Given this risk, we thought we'd take a look at whether Poolbeg Pharma (LON:POLB) shareholders should be worried about its cash burn. In this article, we define cash burn as its annual (negative) free cash flow, which is the amount of money a company spends each year to fund its growth. The first step is to compare its cash burn with its cash reserves, to give us its 'cash runway'.

See our latest analysis for Poolbeg Pharma

When Might Poolbeg Pharma Run Out Of Money?

A company's cash runway is calculated by dividing its cash hoard by its cash burn. In June 2023, Poolbeg Pharma had UK£14m in cash, and was debt-free. Looking at the last year, the company burnt through UK£5.2m. So it had a cash runway of about 2.7 years from June 2023. That's decent, giving the company a couple years to develop its business. You can see how its cash balance has changed over time in the image below.

debt-equity-history-analysis
AIM:POLB Debt to Equity History February 16th 2024

How Is Poolbeg Pharma's Cash Burn Changing Over Time?

Poolbeg Pharma didn't record any revenue over the last year, indicating that it's an early stage company still developing its business. So while we can't look to sales to understand growth, we can look at how the cash burn is changing to understand how expenditure is trending over time. Over the last year its cash burn actually increased by 32%, which suggests that management are increasing investment in future growth, but not too quickly. However, the company's true cash runway will therefore be shorter than suggested above, if spending continues to increase. While the past is always worth studying, it is the future that matters most of all. For that reason, it makes a lot of sense to take a look at our analyst forecasts for the company.

Can Poolbeg Pharma Raise More Cash Easily?

While Poolbeg Pharma does have a solid cash runway, its cash burn trajectory may have some shareholders thinking ahead to when the company may need to raise more cash. Issuing new shares, or taking on debt, are the most common ways for a listed company to raise more money for its business. Many companies end up issuing new shares to fund future growth. By looking at a company's cash burn relative to its market capitalisation, we gain insight on how much shareholders would be diluted if the company needed to raise enough cash to cover another year's cash burn.
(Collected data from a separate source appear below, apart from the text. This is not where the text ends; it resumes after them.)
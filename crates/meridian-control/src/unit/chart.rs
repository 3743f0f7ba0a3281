//! Chart.yaml rendering and manifest encoding.

use base64::engine::general_purpose::URL_SAFE;
use base64::Engine;
use serde::{Deserialize, Serialize};

use crate::config::ChartPin;
use crate::error::{ControlError, ControlResult};

/// Version stamped on every wrapper chart, for both `version` and
/// `appVersion`.
pub const WRAPPER_VERSION: &str = "1.0.0";

/// A Helm Chart.yaml wrapping one pinned dependency.
#[derive(Debug, Clone, PartialEq, Eq, Serialize, Deserialize)]
#[serde(rename_all = "camelCase")]
pub struct ChartYaml {
    /// Always `v2`.
    pub api_version: String,
    /// Chart name, the same as the wrapped chart.
    pub name: String,
    /// Human-readable description.
    pub description: String,
    /// Always `application`.
    #[serde(rename = "type")]
    pub chart_type: String,
    /// Wrapper chart version.
    pub version: String,
    /// Always [`WRAPPER_VERSION`].
    pub app_version: String,
    /// The single pinned dependency.
    pub dependencies: Vec<ChartDependency>,
}

/// A chart dependency.
#[derive(Debug, Clone, PartialEq, Eq, Serialize, Deserialize)]
pub struct ChartDependency {
    /// Dependency chart name.
    pub name: String,
    /// Pinned version.
    pub version: String,
    /// Repository URL.
    pub repository: String,
}

impl ChartYaml {
    /// Wrap `pin` from `repository` in a chart of the same name.
    #[must_use]
    pub fn wrapping(pin: &ChartPin, repository: &str) -> Self {
        Self {
            api_version: "v2".to_owned(),
            name: pin.name.clone(),
            description: format!("Auto-generated template for {}", pin.name),
            chart_type: "application".to_owned(),
            version: WRAPPER_VERSION.to_owned(),
            app_version: WRAPPER_VERSION.to_owned(),
            dependencies: vec![ChartDependency {
                name: pin.name.clone(),
                version: pin.version.clone(),
                repository: repository.to_owned(),
            }],
        }
    }

    /// Serialise to YAML.
    pub fn to_yaml(&self) -> ControlResult<String> {
        Ok(serde_yaml::to_string(self)?)
    }
}

/// Encode manifest text for transmission: URL-safe alphabet, padded.
#[must_use]
pub fn encode(text: &str) -> String {
    URL_SAFE.encode(text.as_bytes())
}

/// Decode a manifest blob produced by [`encode`].
pub fn decode(blob: &str) -> ControlResult<String> {
    let bytes = URL_SAFE
        .decode(blob)
        .map_err(|e| ControlError::manifest(format!("invalid base64: {e}")))?;
    String::from_utf8(bytes).map_err(|e| ControlError::manifest(format!("invalid UTF-8: {e}")))
}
Poolbeg Pharma has a market capitalisation of UK£51m and burnt through UK£5.2m last year, which is 10% of the company's market value. Given that situation, it's fair to say the company wouldn't have much trouble raising more cash for growth, but shareholders would be somewhat diluted.

Is Poolbeg Pharma's Cash Burn A Worry?

It may already be apparent to you that we're relatively comfortable with the way Poolbeg Pharma is burning through its cash. In particular, we think its cash runway stands out as evidence that the company is well on top of its spending. Although its increasing cash burn does give us reason for pause, the other metrics we discussed in this article form a positive picture overall. Based on the factors mentioned in this article, we think its cash burn situation warrants some attention from shareholders, but we don't think they should be worried. On another note, we conducted an in-depth investigation of the company, and identified 4 warning signs for Poolbeg Pharma (2 shouldn't be ignored!) that you should be aware of before investing here.

Of course Poolbeg Pharma may not be the best stock to buy. So you may wish to see this free collection of companies boasting high return on equity, or this list of stocks that insiders are buying.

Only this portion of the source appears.